Your result should be the lines holding the word "filter", copied from the entries below.

Saved entries
* * *
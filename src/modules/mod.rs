//! Module system for starwars
//!
//! This module provides the core traits, types, and registry for modules.
//! A module receives its parameters from the automation host, enforces its
//! argument spec, and reports a result back.

pub mod movie;

use indexmap::IndexMap;
use serde::{Deserialize, Serialize};
use std::collections::HashMap;
use std::fmt;
use std::sync::Arc;
use thiserror::Error;
use tracing::debug;

/// Errors that can occur during module execution
#[derive(Error, Debug)]
pub enum ModuleError {
    #[error("Module not found: {0}")]
    NotFound(String),

    #[error("{0}")]
    InvalidParameter(String),

    #[error("missing required arguments: {0}")]
    MissingParameter(String),

    #[error("Movie number must be 1 to 9")]
    InvalidMovieNumber { movie: i64 },

    #[error("Scheme must be 'chronological' or 'released'")]
    InvalidScheme(String),
}

/// Result type for module operations
pub type ModuleResult<T> = Result<T, ModuleError>;

/// Status of a module execution
#[derive(Debug, Clone, Copy, PartialEq, Eq, Serialize, Deserialize)]
#[serde(rename_all = "lowercase")]
pub enum ModuleStatus {
    /// Module executed successfully
    Ok,
    /// Module short-circuited without doing its work (check mode)
    Skipped,
}

impl fmt::Display for ModuleStatus {
    fn fmt(&self, f: &mut fmt::Formatter<'_>) -> fmt::Result {
        match self {
            ModuleStatus::Ok => write!(f, "ok"),
            ModuleStatus::Skipped => write!(f, "skipped"),
        }
    }
}

/// Result of a module execution
#[derive(Debug, Clone, Serialize, Deserialize)]
pub struct ModuleOutput {
    /// Whether the module changed anything
    pub changed: bool,
    /// Human-readable message about what happened
    pub msg: String,
    /// Status of the execution
    pub status: ModuleStatus,
    /// Return values, in the order the module reports them
    #[serde(default, skip_serializing_if = "IndexMap::is_empty")]
    pub data: IndexMap<String, serde_json::Value>,
}

impl ModuleOutput {
    /// Create a new successful output with no changes
    pub fn ok(msg: impl Into<String>) -> Self {
        Self {
            changed: false,
            msg: msg.into(),
            status: ModuleStatus::Ok,
            data: IndexMap::new(),
        }
    }

    /// Create a skipped output
    pub fn skipped(msg: impl Into<String>) -> Self {
        Self {
            changed: false,
            msg: msg.into(),
            status: ModuleStatus::Skipped,
            data: IndexMap::new(),
        }
    }

    /// Add data to the output
    pub fn with_data(mut self, key: impl Into<String>, value: serde_json::Value) -> Self {
        self.data.insert(key.into(), value);
        self
    }

    /// Replace all data, keeping the given order
    pub fn with_result(mut self, data: IndexMap<String, serde_json::Value>) -> Self {
        self.data = data;
        self
    }
}

/// Parameters passed to a module
pub type ModuleParams = HashMap<String, serde_json::Value>;

/// Context for module execution
#[derive(Debug, Clone, Default)]
pub struct ModuleContext {
    /// Whether to run in check mode (dry run)
    pub check_mode: bool,
    /// Per-module parameter defaults, keyed by module name
    pub module_defaults: HashMap<String, ModuleParams>,
}

impl ModuleContext {
    pub fn new() -> Self {
        Self::default()
    }

    pub fn with_check_mode(mut self, check_mode: bool) -> Self {
        self.check_mode = check_mode;
        self
    }

    pub fn with_module_defaults(mut self, defaults: HashMap<String, ModuleParams>) -> Self {
        self.module_defaults = defaults;
        self
    }

    /// Configured default for a module parameter, if any
    pub fn module_default(&self, module: &str, param: &str) -> Option<&serde_json::Value> {
        self.module_defaults.get(module).and_then(|d| d.get(param))
    }
}

/// Trait that all modules must implement
pub trait Module: Send + Sync {
    /// Returns the name of the module
    fn name(&self) -> &'static str;

    /// Returns a description of what the module does
    fn description(&self) -> &'static str;

    /// Execute the module with the given parameters
    fn execute(&self, params: &ModuleParams, context: &ModuleContext)
        -> ModuleResult<ModuleOutput>;

    /// Check what would happen without doing it (for check mode)
    fn check(&self, params: &ModuleParams, context: &ModuleContext) -> ModuleResult<ModuleOutput> {
        let check_context = ModuleContext {
            check_mode: true,
            ..context.clone()
        };
        self.execute(params, &check_context)
    }

    /// Validate the parameters before execution
    fn validate_params(&self, params: &ModuleParams) -> ModuleResult<()> {
        let _ = params;
        Ok(())
    }

    /// Returns the list of required parameters
    fn required_params(&self) -> &[&'static str] {
        &[]
    }

    /// Returns the list of optional parameters with their default values
    fn optional_params(&self) -> HashMap<&'static str, serde_json::Value> {
        HashMap::new()
    }

    /// Result fields reported even when the module fails or short-circuits
    fn seed_result(&self) -> IndexMap<String, serde_json::Value> {
        let mut result = IndexMap::new();
        result.insert("changed".to_string(), serde_json::Value::Bool(false));
        result
    }
}

/// Helper trait for extracting parameters
pub trait ParamExt {
    fn get_string(&self, key: &str) -> ModuleResult<Option<String>>;
    fn get_bool(&self, key: &str) -> ModuleResult<Option<bool>>;
    fn get_i64(&self, key: &str) -> ModuleResult<Option<i64>>;
    fn get_i64_required(&self, key: &str) -> ModuleResult<i64>;
}

impl ParamExt for ModuleParams {
    fn get_string(&self, key: &str) -> ModuleResult<Option<String>> {
        match self.get(key) {
            Some(serde_json::Value::String(s)) => Ok(Some(s.clone())),
            Some(serde_json::Value::Null) | None => Ok(None),
            Some(v @ (serde_json::Value::Number(_) | serde_json::Value::Bool(_))) => {
                Ok(Some(v.to_string()))
            }
            Some(_) => Err(ModuleError::InvalidParameter(format!(
                "argument '{}' is not a string",
                key
            ))),
        }
    }

    fn get_bool(&self, key: &str) -> ModuleResult<Option<bool>> {
        match self.get(key) {
            Some(serde_json::Value::Bool(b)) => Ok(Some(*b)),
            Some(serde_json::Value::String(s)) => match s.to_lowercase().as_str() {
                "true" | "yes" | "1" | "on" | "y" | "t" => Ok(Some(true)),
                "false" | "no" | "0" | "off" | "n" | "f" => Ok(Some(false)),
                _ => Err(ModuleError::InvalidParameter(format!(
                    "argument '{}' must be a boolean",
                    key
                ))),
            },
            Some(serde_json::Value::Number(n)) => match n.as_i64() {
                Some(1) => Ok(Some(true)),
                Some(0) => Ok(Some(false)),
                _ => Err(ModuleError::InvalidParameter(format!(
                    "argument '{}' must be a boolean",
                    key
                ))),
            },
            Some(serde_json::Value::Null) | None => Ok(None),
            Some(_) => Err(ModuleError::InvalidParameter(format!(
                "argument '{}' must be a boolean",
                key
            ))),
        }
    }

    fn get_i64(&self, key: &str) -> ModuleResult<Option<i64>> {
        let not_int = |kind: &str| {
            ModuleError::InvalidParameter(format!(
                "argument '{}' is of type {} and we were unable to convert to int",
                key, kind
            ))
        };

        match self.get(key) {
            Some(serde_json::Value::Number(n)) => match n.as_i64() {
                Some(i) => Ok(Some(i)),
                None if n.is_u64() => Ok(Some(i64::MAX)),
                // Whole floats are accepted, as the host does for type=int.
                // The cast saturates, so huge values stay out of any range.
                None => n
                    .as_f64()
                    .filter(|f| f.is_finite() && f.fract() == 0.0)
                    .map(|f| Some(f as i64))
                    .ok_or_else(|| not_int("float")),
            },
            Some(serde_json::Value::String(s)) => {
                let s = s.trim();
                match s.parse::<i64>() {
                    Ok(i) => Ok(Some(i)),
                    Err(_) => saturate_int(s).map(Some).ok_or_else(|| not_int("str")),
                }
            }
            Some(serde_json::Value::Bool(_)) => Err(not_int("bool")),
            Some(serde_json::Value::Null) | None => Ok(None),
            Some(serde_json::Value::Array(_)) => Err(not_int("list")),
            Some(serde_json::Value::Object(_)) => Err(not_int("dict")),
        }
    }

    fn get_i64_required(&self, key: &str) -> ModuleResult<i64> {
        self.get_i64(key)?
            .ok_or_else(|| ModuleError::MissingParameter(key.to_string()))
    }
}

/// Clamp an integer literal too wide for i64 to the nearest bound
fn saturate_int(s: &str) -> Option<i64> {
    let (negative, digits) = match s.as_bytes().first() {
        Some(b'-') => (true, &s[1..]),
        Some(b'+') => (false, &s[1..]),
        _ => (false, s),
    };
    if digits.is_empty() || !digits.bytes().all(|b| b.is_ascii_digit()) {
        return None;
    }
    Some(if negative { i64::MIN } else { i64::MAX })
}

/// Registry for looking up modules by name
pub struct ModuleRegistry {
    modules: HashMap<String, Arc<dyn Module>>,
}

impl ModuleRegistry {
    /// Create a new empty registry
    pub fn new() -> Self {
        Self {
            modules: HashMap::new(),
        }
    }

    /// Create a registry with all built-in modules
    pub fn with_builtins() -> Self {
        let mut registry = Self::new();
        registry.register(Arc::new(movie::MovieModule));
        registry
    }

    /// Register a module
    pub fn register(&mut self, module: Arc<dyn Module>) {
        self.modules.insert(module.name().to_string(), module);
    }

    /// Get a module by name
    pub fn get(&self, name: &str) -> Option<Arc<dyn Module>> {
        self.modules.get(name).cloned()
    }

    /// Get all module names
    pub fn names(&self) -> Vec<&str> {
        let mut names: Vec<&str> = self.modules.keys().map(|s| s.as_str()).collect();
        names.sort_unstable();
        names
    }

    /// Apply the module's argument spec: reject unknown names, require
    /// mandatory ones and fill in defaults.
    ///
    /// Explicit values win over `module_defaults`, which win over the
    /// module's declared defaults.
    pub fn prepare_params(
        module: &dyn Module,
        params: &ModuleParams,
        context: &ModuleContext,
    ) -> ModuleResult<ModuleParams> {
        let optional = module.optional_params();
        let required = module.required_params();

        let mut unsupported: Vec<&str> = params
            .keys()
            .map(|k| k.as_str())
            .filter(|k| !required.contains(k) && !optional.contains_key(k))
            .collect();
        if !unsupported.is_empty() {
            unsupported.sort_unstable();
            let mut supported: Vec<&str> = required
                .iter()
                .copied()
                .chain(optional.keys().copied())
                .collect();
            supported.sort_unstable();
            return Err(ModuleError::InvalidParameter(format!(
                "Unsupported parameters for ({}) module: {}. Supported parameters include: {}.",
                module.name(),
                unsupported.join(", "),
                supported.join(", ")
            )));
        }

        let mut missing: Vec<&str> = required
            .iter()
            .copied()
            .filter(|p| params.get(*p).map_or(true, serde_json::Value::is_null))
            .collect();
        if !missing.is_empty() {
            missing.sort_unstable();
            return Err(ModuleError::MissingParameter(missing.join(", ")));
        }

        let mut prepared = params.clone();
        for (name, default) in optional {
            if prepared.get(name).map_or(true, serde_json::Value::is_null) {
                let value = context
                    .module_default(module.name(), name)
                    .cloned()
                    .unwrap_or(default);
                prepared.insert(name.to_string(), value);
            }
        }

        Ok(prepared)
    }

    /// Execute a module by name
    pub fn execute(
        &self,
        name: &str,
        params: &ModuleParams,
        context: &ModuleContext,
    ) -> ModuleResult<ModuleOutput> {
        let module = self
            .get(name)
            .ok_or_else(|| ModuleError::NotFound(name.to_string()))?;

        let params = Self::prepare_params(module.as_ref(), params, context)?;
        module.validate_params(&params)?;

        debug!(module = name, check_mode = context.check_mode, "executing module");

        if context.check_mode {
            module.check(&params, context)
        } else {
            module.execute(&params, context)
        }
    }
}

impl Default for ModuleRegistry {
    fn default() -> Self {
        Self::with_builtins()
    }
}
* * *
# Response area:
                    .filter(|f| f.is_finite() && f.fract() == 0.0)
            .filter(|k| !required.contains(k) && !optional.contains_key(k))
            .filter(|p| params.get(*p).map_or(true, serde_json::Value::is_null))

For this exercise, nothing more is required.